* PROVIDED MATERIAL:

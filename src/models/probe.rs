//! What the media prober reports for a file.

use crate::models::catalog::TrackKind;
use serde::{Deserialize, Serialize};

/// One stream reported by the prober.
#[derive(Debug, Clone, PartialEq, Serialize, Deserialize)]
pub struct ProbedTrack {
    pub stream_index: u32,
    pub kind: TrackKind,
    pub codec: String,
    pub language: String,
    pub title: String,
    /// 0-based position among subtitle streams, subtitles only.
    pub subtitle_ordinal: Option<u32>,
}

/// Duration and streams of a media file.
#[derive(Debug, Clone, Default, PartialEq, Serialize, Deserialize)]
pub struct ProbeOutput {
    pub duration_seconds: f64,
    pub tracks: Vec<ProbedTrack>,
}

* ACTION ITEM:
All lines from the one containing "use crate::models::catalog::TrackKind;" down to the final line above are to be restated word for word; leave out the rest.

* RESPONSE:
use crate::models::catalog::TrackKind;
use serde::{Deserialize, Serialize};

/// One stream reported by the prober.
#[derive(Debug, Clone, PartialEq, Serialize, Deserialize)]
pub struct ProbedTrack {
    pub stream_index: u32,
    pub kind: TrackKind,
    pub codec: String,
    pub language: String,
    pub title: String,
    /// 0-based position among subtitle streams, subtitles only.
    pub subtitle_ordinal: Option<u32>,
}

/// Duration and streams of a media file.
#[derive(Debug, Clone, Default, PartialEq, Serialize, Deserialize)]
pub struct ProbeOutput {
    pub duration_seconds: f64,
    pub tracks: Vec<ProbedTrack>,
}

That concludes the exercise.